James Montgomery Boice from his commentary on Ephesians 1:4-6

Objections to the Bible’s teaching about election have been around for a long time, and there are many of them. Here I consider two: that election is arbitrary and that it is unjust.

James Montgomery BoiceWhen election is described as arbitrary we need to understand precisely what we are talking about. If we are basing the accusation on any supposed quality in man that is imagined to call forth election, then there is a sense in which election is arbitrary. From our perspective there is no reason why one individual rather than another should be elected. But generally that is not the way the charge is made. Generally the objector means that election is arbitrary, not from our perspective, but from God’s perspective. It amounts to saying that God has no reason for what he does. He is utterly arbitrary in picking one individual rather than another. It could as easily have been the other way around. Or God could have picked no one.

That last sentence indicates the way through this problem. For as soon as we think of the possibility of no one being saved we run against the very purpose Paul talks about in Ephesians 1:6, namely, that salvation is “to the praise of his [God’s] glorious grace.” That is, God purposed to glorify himself by saving some. Since that is so, election is not arbitrary. It has a purpose from God’s point of view.

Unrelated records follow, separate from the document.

//! 模拟微控制器
//!
//! 不接硬件跑整条控制链路：`MockTransport` 实现 [`Transport`]，
//! 背后一条固件线程解析 AccelStepper 命令并按设定速度匀速积分
//! 六个设备的位置，产生与真实固件一致的完成/位置回报。
//!
//! 行为要点（对齐 AccelStepper 固件）：
//!
//! - 一次排空的运动队列只回报一次 `MOVE_COMPLETE`
//! - `STOP` 立即停住且**不**回报
//! - 零步命令立即以当前位置回报（栅栏）
//! - 运动中重发 `TO` 平滑重定目标，只在最终停住时回报一次
//!
//! 加速度只记录不模拟（匀速模型足够覆盖宿主侧逻辑）。

use std::io;
use std::sync::Arc;
use std::sync::atomic::{AtomicBool, Ordering};
use std::time::{Duration, Instant};

use crossbeam_channel::{unbounded, Receiver, RecvTimeoutError, Sender};
use hexarm_protocol::codec::{decode_i32, decode_unit_float};
use hexarm_protocol::ids::*;
use hexarm_protocol::{encode_i32, DeviceIndex, MAX_DEVICES};
use parking_lot::Mutex;

use crate::transport::Transport;

/// 单个模拟设备的状态
#[derive(Debug, Clone)]
pub struct DeviceState {
    /// 当前绝对位置（步，连续量；`ZERO` 会把它清零）
    pub position: f64,
    /// 物理里程（步，`ZERO` 不影响——模拟限位开关等"真实世界"
    /// 参照用）
    pub odometer: f64,
    /// 当前目标；`None` 表示静止
    pub target: Option<f64>,
    /// 最近一次 SET_SPEED 的值（steps/s）
    pub speed: f64,
    /// 最近一次 SET_ACCELERATION 的值（steps/s²）
    pub acceleration: f64,
    /// 是否已收到 CONFIG
    pub configured: bool,
    /// 收到的 TO 命令计数
    pub to_commands: u32,
    /// 收到的 STEP 命令计数
    pub step_commands: u32,
}

impl Default for DeviceState {
    fn default() -> Self {
        DeviceState {
            position: 0.0,
            odometer: 0.0,
            target: None,
            speed: 1000.0,
            acceleration: 0.0,
            configured: false,
            to_commands: 0,
            step_commands: 0,
        }
    }
}

/// 测试侧的观察句柄
#[derive(Clone)]
pub struct MockHandle {
    state: Arc<Mutex<[DeviceState; MAX_DEVICES as usize]>>,
    failed: Arc<AtomicBool>,
}

impl MockHandle {
    /// 读取设备状态快照
    pub fn device(&self, device: DeviceIndex) -> DeviceState {
        self.state.lock()[device.index()].clone()
    }

    /// 当前位置（步）
    pub fn position(&self, device: DeviceIndex) -> f64 {
        self.state.lock()[device.index()].position
    }

    /// 物理里程（步，不受 ZERO 影响）
    pub fn odometer(&self, device: DeviceIndex) -> f64 {
        self.state.lock()[device.index()].odometer
    }

    /// 是否在运动
    pub fn is_moving(&self, device: DeviceIndex) -> bool {
        self.state.lock()[device.index()].target.is_some()
    }

    /// 阻塞等待设备开始运动（测试辅助，2 秒超时）
    pub fn wait_until_moving(&self, device: DeviceIndex) {
        let deadline = Instant::now() + Duration::from_secs(2);
        while !self.is_moving(device) {
            assert!(
                Instant::now() < deadline,
                "{} never started moving",
                device
            );
            std::thread::sleep(Duration::from_micros(200));
        }
    }

    /// 阻塞等待位置越过阈值（测试辅助，5 秒超时）
    pub fn wait_until_position(&self, device: DeviceIndex, predicate: impl Fn(f64) -> bool) {
        let deadline = Instant::now() + Duration::from_secs(5);
        while !predicate(self.position(device)) {
            assert!(
                Instant::now() < deadline,
                "{} never reached expected position (at {})",
                device,
                self.position(device)
            );
            std::thread::sleep(Duration::from_micros(200));
        }
    }

    /// 注入传输层故障
    pub fn fail_transport(&self) {
        self.failed.store(true, Ordering::SeqCst);
    }
}

/// 模拟传输层（主机侧）
pub struct MockTransport {
    to_firmware: Sender<Vec<u8>>,
    from_firmware: Receiver<Vec<u8>>,
    failed: Arc<AtomicBool>,
}

impl Transport for MockTransport {
    fn send(&mut self, bytes: &[u8]) -> io::Result<()> {
        if self.failed.load(Ordering::SeqCst) {
            return Err(io::Error::new(io::ErrorKind::BrokenPipe, "mock transport failed"));
        }
        self.to_firmware
            .send(bytes.to_vec())
            .map_err(|_| io::Error::new(io::ErrorKind::BrokenPipe, "mock firmware gone"))
    }

    fn recv_timeout(&mut self, timeout: Duration) -> io::Result<Option<Vec<u8>>> {
        if self.failed.load(Ordering::SeqCst) {
            return Err(io::Error::new(io::ErrorKind::BrokenPipe, "mock transport failed"));
        }
        match self.from_firmware.recv_timeout(timeout) {
            Ok(bytes) => Ok(Some(bytes)),
            Err(RecvTimeoutError::Timeout) => Ok(None),
            Err(RecvTimeoutError::Disconnected) => {
                Err(io::Error::new(io::ErrorKind::BrokenPipe, "mock firmware gone"))
            },
        }
    }
}

/// 模拟固件
pub struct MockFirmware;

impl MockFirmware {
    /// 启动固件线程，返回主机侧传输层和观察句柄
    pub fn spawn() -> (MockTransport, MockHandle) {
        let (to_firmware, commands) = unbounded::<Vec<u8>>();
        let (replies, from_firmware) = unbounded::<Vec<u8>>();
        let state = Arc::new(Mutex::new(std::array::from_fn(|_| DeviceState::default())));
        let failed = Arc::new(AtomicBool::new(false));

        let thread_state = Arc::clone(&state);
        std::thread::spawn(move || firmware_loop(commands, replies, thread_state));

        (
            MockTransport {
                to_firmware,
                from_firmware,
                failed: Arc::clone(&failed),
            },
            MockHandle { state, failed },
        )
    }
}

fn firmware_loop(
    commands: Receiver<Vec<u8>>,
    replies: Sender<Vec<u8>>,
    state: Arc<Mutex<[DeviceState; MAX_DEVICES as usize]>>,
) {
    let mut last_tick = Instant::now();
    loop {
        match commands.recv_timeout(Duration::from_micros(500)) {
            Ok(frame) => {
                if handle_frame(&frame, &state, &replies).is_err() {
                    return;
                }
            },
            Err(RecvTimeoutError::Timeout) => {},
            // 主机侧传输层已析构
            Err(RecvTimeoutError::Disconnected) => return,
        }

        let now = Instant::now();
        let dt = now.duration_since(last_tick).as_secs_f64();
        last_tick = now;
        if advance(dt, &state, &replies).is_err() {
            return;
        }
    }
}

/// 匀速积分：把每个在动设备朝目标推进，到位则回报
fn advance(
    dt: f64,
    state: &Mutex<[DeviceState; MAX_DEVICES as usize]>,
    replies: &Sender<Vec<u8>>,
) -> Result<(), ()> {
    let mut done: Vec<(u8, i32)> = Vec::new();
    {
        let mut devices = state.lock();
        for (index, dev) in devices.iter_mut().enumerate() {
            let Some(target) = dev.target else { continue };
            let distance = target - dev.position;
            let step = dev.speed.abs() * dt;
            let applied = if distance.abs() <= step {
                dev.position = target;
                dev.target = None;
                done.push((index as u8, target.round() as i32));
                distance
            } else {
                let delta = step * distance.signum();
                dev.position += delta;
                delta
            };
            dev.odometer += applied;
        }
    }
    for (device, position) in done {
        send_reply(replies, STEPPER_MOVE_COMPLETE, device, position)?;
    }
    Ok(())
}

fn handle_frame(
    frame: &[u8],
    state: &Mutex<[DeviceState; MAX_DEVICES as usize]>,
    replies: &Sender<Vec<u8>>,
) -> Result<(), ()> {
    // 期望完整 sysex 帧：F0 62 <sub> <payload…> F7
    let Some(payload) = frame
        .strip_prefix(&[START_SYSEX, ACCELSTEPPER_DATA])
        .and_then(|rest| rest.strip_suffix(&[END_SYSEX]))
    else {
        return Ok(());
    };
    let Some((&subcommand, rest)) = payload.split_first() else {
        return Ok(());
    };
    let Some((&device, args)) = rest.split_first() else {
        return Ok(());
    };
    let index = device as usize;
    if index >= MAX_DEVICES as usize {
        return Ok(());
    }

    // 回报在释放锁之后发送
    let mut reply: Option<(u8, u8, i32)> = None;
    {
        let mut devices = state.lock();
        let dev = &mut devices[index];
        match subcommand {
            STEPPER_CONFIG => dev.configured = true,
            STEPPER_ZERO => {
                dev.position = 0.0;
                dev.target = None;
            },
            STEPPER_STEP => {
                if let Ok(steps) = decode_i32(args) {
                    dev.step_commands += 1;
                    if steps == 0 {
                        // 栅栏：立即回报当前的位置，不进入运动状态
                        dev.target = None;
                        reply = Some((STEPPER_MOVE_COMPLETE, device, dev.position.round() as i32));
                    } else {
                        dev.target = Some(dev.position + steps as f64);
                    }
                }
            },
            STEPPER_TO => {
                if let Ok(position) = decode_i32(args) {
                    dev.to_commands += 1;
                    if (position as f64 - dev.position).abs() < 0.5 {
                        dev.target = None;
                        reply = Some((STEPPER_MOVE_COMPLETE, device, dev.position.round() as i32));
                    } else {
                        dev.target = Some(position as f64);
                    }
                }
            },
            STEPPER_STOP => dev.target = None,
            STEPPER_REPORT_POSITION => {
                reply = Some((STEPPER_REPORT_POSITION, device, dev.position.round() as i32));
            },
            STEPPER_SET_SPEED => {
                if let Ok(speed) = decode_unit_float(args) {
                    dev.speed = speed;
                }
            },
            STEPPER_SET_ACCELERATION => {
                if let Ok(acceleration) = decode_unit_float(args) {
                    dev.acceleration = acceleration;
                }
            },
            _ => {},
        }
    }

    if let Some((kind, device, position)) = reply {
        send_reply(replies, kind, device, position)?;
    }
    Ok(())
}

fn send_reply(
    replies: &Sender<Vec<u8>>,
    kind: u8,
    device: u8,
    position: i32,
) -> Result<(), ()> {
    let mut frame = vec![START_SYSEX, ACCELSTEPPER_DATA, kind, device];
    frame.extend_from_slice(&encode_i32(position));
    frame.push(END_SYSEX);
    replies.send(frame).map_err(|_| ())
}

But why one person rather than another? Why more than one? Or why not everyone? These are good questions, but it does not take a great deal of understanding to recognize that they are of another order entirely. Once we admit that God has a purpose in election, it is evident that the purpose must extend to the details of God’s choice. We do not know why he elects one rather than another, but that is quite a different thing from saying that he has no reasons. In fact, in so great an enterprise, an enterprise which forms the entire meaning of human history, it would be arrogant for us to suppose that we could ever understand the whole purpose. We can speculate. We can see portions of God’s purpose in specific instances of election. But on the whole we will have to do as Paul does and confess that predestination is simply “in accordance with [God’s] pleasure and will” (Eph 1:5).

The second objection is that election is unjust. It is unjust for God to choose one rather than another, we are told. All must be given an equal chance. But is it possible that a person can still so misunderstand what is involved as to think in these categories? An equal chance! We have had a chance, but we have wasted it by rejecting the gospel. And it makes no difference how many “chances” are given, or to how many. Apart from God’s sovereign work no one follows Jesus. So far as justice is concerned, what would justice decree for us, if justice (and nothing but justice) should be done? Justice would decree our damnation! Justice would sentence us to hell!

It is not justice we want from God; it is grace. And grace cannot be commanded. It must flow to us from God’s sovereign purposes decreed before the foundation of the world, or it must not come at all.